### Directions for this task
Which lines of the data below hold "oneshot"? Copy each of them.

Stored items:
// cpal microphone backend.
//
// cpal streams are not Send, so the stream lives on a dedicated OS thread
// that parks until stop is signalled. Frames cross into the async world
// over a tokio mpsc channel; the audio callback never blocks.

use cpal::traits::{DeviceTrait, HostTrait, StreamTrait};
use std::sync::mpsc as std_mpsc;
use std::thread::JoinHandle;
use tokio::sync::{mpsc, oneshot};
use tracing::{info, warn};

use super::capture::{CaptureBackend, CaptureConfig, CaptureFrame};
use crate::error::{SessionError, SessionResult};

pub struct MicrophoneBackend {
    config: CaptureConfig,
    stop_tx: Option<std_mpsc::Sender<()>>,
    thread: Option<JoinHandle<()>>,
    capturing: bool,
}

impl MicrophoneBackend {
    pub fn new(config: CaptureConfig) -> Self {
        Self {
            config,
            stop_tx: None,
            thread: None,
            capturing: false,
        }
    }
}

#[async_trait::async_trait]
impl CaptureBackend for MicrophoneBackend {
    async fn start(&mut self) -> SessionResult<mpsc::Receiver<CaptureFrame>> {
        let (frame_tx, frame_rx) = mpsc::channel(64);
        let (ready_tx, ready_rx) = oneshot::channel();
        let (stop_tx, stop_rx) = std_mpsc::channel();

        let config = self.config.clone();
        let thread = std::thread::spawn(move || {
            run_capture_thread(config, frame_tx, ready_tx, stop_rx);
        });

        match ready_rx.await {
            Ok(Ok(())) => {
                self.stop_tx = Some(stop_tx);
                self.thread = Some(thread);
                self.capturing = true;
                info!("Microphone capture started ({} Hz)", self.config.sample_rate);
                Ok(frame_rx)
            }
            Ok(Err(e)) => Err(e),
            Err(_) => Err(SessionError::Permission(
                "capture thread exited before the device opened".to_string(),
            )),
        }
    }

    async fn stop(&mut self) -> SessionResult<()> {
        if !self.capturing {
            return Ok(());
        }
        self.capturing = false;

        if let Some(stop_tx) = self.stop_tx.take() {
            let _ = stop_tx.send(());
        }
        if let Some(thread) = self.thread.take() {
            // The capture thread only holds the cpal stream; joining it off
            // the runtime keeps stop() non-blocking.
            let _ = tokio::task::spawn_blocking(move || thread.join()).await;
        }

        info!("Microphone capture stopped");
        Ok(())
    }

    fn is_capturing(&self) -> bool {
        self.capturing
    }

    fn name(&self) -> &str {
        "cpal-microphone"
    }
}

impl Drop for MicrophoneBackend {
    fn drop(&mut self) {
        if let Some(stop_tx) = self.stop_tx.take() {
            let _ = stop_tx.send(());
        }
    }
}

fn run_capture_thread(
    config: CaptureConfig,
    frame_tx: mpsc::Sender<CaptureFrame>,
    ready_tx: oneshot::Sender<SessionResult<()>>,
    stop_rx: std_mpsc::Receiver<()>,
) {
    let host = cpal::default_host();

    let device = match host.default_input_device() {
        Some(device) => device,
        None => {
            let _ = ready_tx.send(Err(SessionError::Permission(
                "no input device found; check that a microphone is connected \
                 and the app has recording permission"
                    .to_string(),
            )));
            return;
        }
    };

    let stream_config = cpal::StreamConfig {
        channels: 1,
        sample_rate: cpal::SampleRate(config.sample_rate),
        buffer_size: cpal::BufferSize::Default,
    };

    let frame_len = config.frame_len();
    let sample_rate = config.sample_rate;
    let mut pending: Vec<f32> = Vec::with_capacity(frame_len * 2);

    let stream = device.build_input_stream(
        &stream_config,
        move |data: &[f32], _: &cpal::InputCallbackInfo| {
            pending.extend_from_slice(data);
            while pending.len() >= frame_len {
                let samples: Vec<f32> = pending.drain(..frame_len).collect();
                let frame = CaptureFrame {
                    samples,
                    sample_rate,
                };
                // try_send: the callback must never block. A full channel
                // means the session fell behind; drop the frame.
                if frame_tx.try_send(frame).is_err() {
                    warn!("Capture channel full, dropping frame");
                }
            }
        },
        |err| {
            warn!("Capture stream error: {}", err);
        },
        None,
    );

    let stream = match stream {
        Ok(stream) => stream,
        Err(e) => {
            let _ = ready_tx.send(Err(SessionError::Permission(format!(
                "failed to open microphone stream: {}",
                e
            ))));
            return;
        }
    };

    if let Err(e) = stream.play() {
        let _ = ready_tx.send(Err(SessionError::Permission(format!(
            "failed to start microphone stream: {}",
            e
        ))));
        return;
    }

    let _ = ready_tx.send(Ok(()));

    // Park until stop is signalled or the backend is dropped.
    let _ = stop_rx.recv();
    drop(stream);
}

---

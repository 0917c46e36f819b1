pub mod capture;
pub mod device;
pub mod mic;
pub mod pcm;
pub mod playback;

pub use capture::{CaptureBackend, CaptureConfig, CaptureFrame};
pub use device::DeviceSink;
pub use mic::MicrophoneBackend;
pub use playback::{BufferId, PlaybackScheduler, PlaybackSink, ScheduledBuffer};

### Response below
use tokio::sync::{mpsc, oneshot};
        let (ready_tx, ready_rx) = oneshot::channel();
    ready_tx: oneshot::Sender<SessionResult<()>>,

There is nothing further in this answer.